Straight-through processing (STP) is the condition in which a submission moves from receipt to bound policy without any manual human intervention. The document is received, data is extracted, risk appetite is checked, pricing is confirmed within pre-agreed parameters, and the policy is issued automatically.

Industry average STP rates for commercial lines run between 15% and 30%. The leading carriers and MGAs with mature automation programs reach 60% to 70%. The gap between average and leader is largely an extraction problem: STP is only possible when extracted data is accurate and complete enough to drive an automated underwriting decision. If the TIV is wrong, or the policy period is missing, or the sub-limit for flood is extracted as the primary limit, the system either fails silently or flags the submission for manual review — and the STP opportunity is lost.

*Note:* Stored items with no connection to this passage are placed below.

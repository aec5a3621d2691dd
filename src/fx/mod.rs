//! FX module - static rate table, USD-pivot converter, currency metadata.

mod currency_converter;
mod currency_table;
mod fx_traits;

pub use currency_converter::{CurrencyConverter, RateLookup};
pub use currency_table::{
    currency_for_country, currency_name, list_currencies, resolve_currency, EXCHANGE_RATES,
};
pub use fx_traits::FxServiceTrait;
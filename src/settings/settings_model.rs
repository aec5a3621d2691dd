//! Settings domain models.

use serde::{Deserialize, Serialize};

use crate::constants::FALLBACK_CURRENCY;

/// Display preferences loaded once at startup and saved on change.
#[derive(Debug, Clone, PartialEq, Eq, Serialize, Deserialize)]
#[serde(rename_all = "camelCase")]
pub struct Settings {
    pub theme: String,
    pub font_size: String,
    /// Default display currency for aggregated views.
    pub default_currency: String,
}

impl Default for Settings {
    fn default() -> Self {
        Settings {
            theme: "light".to_string(),
            font_size: "medium".to_string(),
            default_currency: FALLBACK_CURRENCY.to_string(),
        }
    }
}

/// Partial update; `None` fields keep their stored value.
#[derive(Debug, Clone, Default, Deserialize)]
#[serde(rename_all = "camelCase")]
pub struct SettingsUpdate {
    pub theme: Option<String>,
    pub font_size: Option<String>,
    pub default_currency: Option<String>,
}
//! Bills module - recurring bill due dates and payment urgency.

mod bills_model;
mod bills_service;

pub use bills_model::{Bill, BillsSummary, DueStatus};
pub use bills_service::{BillRepositoryTrait, BillsService};
use std::collections::HashMap;
use std::sync::{Arc, Mutex};

use async_trait::async_trait;

use crate::errors::{Error, Result};
use crate::fx::list_currencies;

use super::settings_model::{Settings, SettingsUpdate};

const THEME_KEY: &str = "theme";
const FONT_SIZE_KEY: &str = "font_size";
const DEFAULT_CURRENCY_KEY: &str = "default_currency";

/// Contract for the settings key/value store.
#[async_trait]
pub trait SettingsRepositoryTrait: Send + Sync {
    async fn get_setting(&self, key: &str) -> Result<Option<String>>;
    async fn update_setting(&self, key: &str, value: &str) -> Result<()>;
}

pub struct SettingsService {
    repository: Arc<dyn SettingsRepositoryTrait>,
}

impl SettingsService {
    pub fn new(repository: Arc<dyn SettingsRepositoryTrait>) -> Self {
        SettingsService { repository }
    }

    /// Loads all preferences, filling defaults for unset keys.
    pub async fn get_settings(&self) -> Result<Settings> {
        let defaults = Settings::default();
        Ok(Settings {
            theme: self
                .repository
                .get_setting(THEME_KEY)
                .await?
                .unwrap_or(defaults.theme),
            font_size: self
                .repository
                .get_setting(FONT_SIZE_KEY)
                .await?
                .unwrap_or(defaults.font_size),
            default_currency: self
                .repository
                .get_setting(DEFAULT_CURRENCY_KEY)
                .await?
                .unwrap_or(defaults.default_currency),
        })
    }

    /// Saves only the fields the update carries.
    pub async fn update_settings(&self, update: &SettingsUpdate) -> Result<()> {
        if let Some(theme) = update.theme.as_deref() {
            self.repository.update_setting(THEME_KEY, theme).await?;
        }
        if let Some(font_size) = update.font_size.as_deref() {
            self.repository
                .update_setting(FONT_SIZE_KEY, font_size)
                .await?;
        }
        if let Some(currency) = update.default_currency.as_deref() {
            self.set_default_currency(currency).await?;
        }
        Ok(())
    }

    /// Stored default currency, falling back to the global default.
    pub async fn get_default_currency(&self) -> Result<String> {
        Ok(self
            .repository
            .get_setting(DEFAULT_CURRENCY_KEY)
            .await?
            .unwrap_or_else(|| Settings::default().default_currency))
    }

    /// Only codes in the rate table can be the default; an unknown code
    /// would silently convert at rate 1 everywhere.
    pub async fn set_default_currency(&self, currency: &str) -> Result<()> {
        if !list_currencies().iter().any(|code| *code == currency) {
            return Err(Error::Validation(format!(
                "unknown currency code: {currency}"
            )));
        }
        log::debug!("Default currency changed to {}", currency);
        self.repository
            .update_setting(DEFAULT_CURRENCY_KEY, currency)
            .await
    }
}

/// In-memory repository for tests and ephemeral sessions.
#[derive(Default)]
pub struct MemorySettingsRepository {
    values: Mutex<HashMap<String, String>>,
}

impl MemorySettingsRepository {
    pub fn new() -> Self {
        Self::default()
    }
}

#[async_trait]
impl SettingsRepositoryTrait for MemorySettingsRepository {
    async fn get_setting(&self, key: &str) -> Result<Option<String>> {
        Ok(self.values.lock().unwrap().get(key).cloned())
    }

    async fn update_setting(&self, key: &str, value: &str) -> Result<()> {
        self.values
            .lock()
            .unwrap()
            .insert(key.to_string(), value.to_string());
        Ok(())
    }
}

Document automation is the prerequisite for STP, not a downstream benefit of it. You cannot automate an underwriting decision if you cannot first accurately read the submission. This is why carriers investing in STP capability consistently find that the document extraction layer is the constraint, not the pricing model, not the risk appetite logic, not the policy administration system.

How AI is changing insurance document automation

From 2015 to 2022, most carriers and MGAs that invested in document automation built rule-based or template-based systems. Those systems worked in the narrow cases they were trained on. When a broker changed their slip format, or a new class of business arrived with unfamiliar document types, the system required a re-training cycle that could take weeks and substantial engineering resources. The automation held together until it did not.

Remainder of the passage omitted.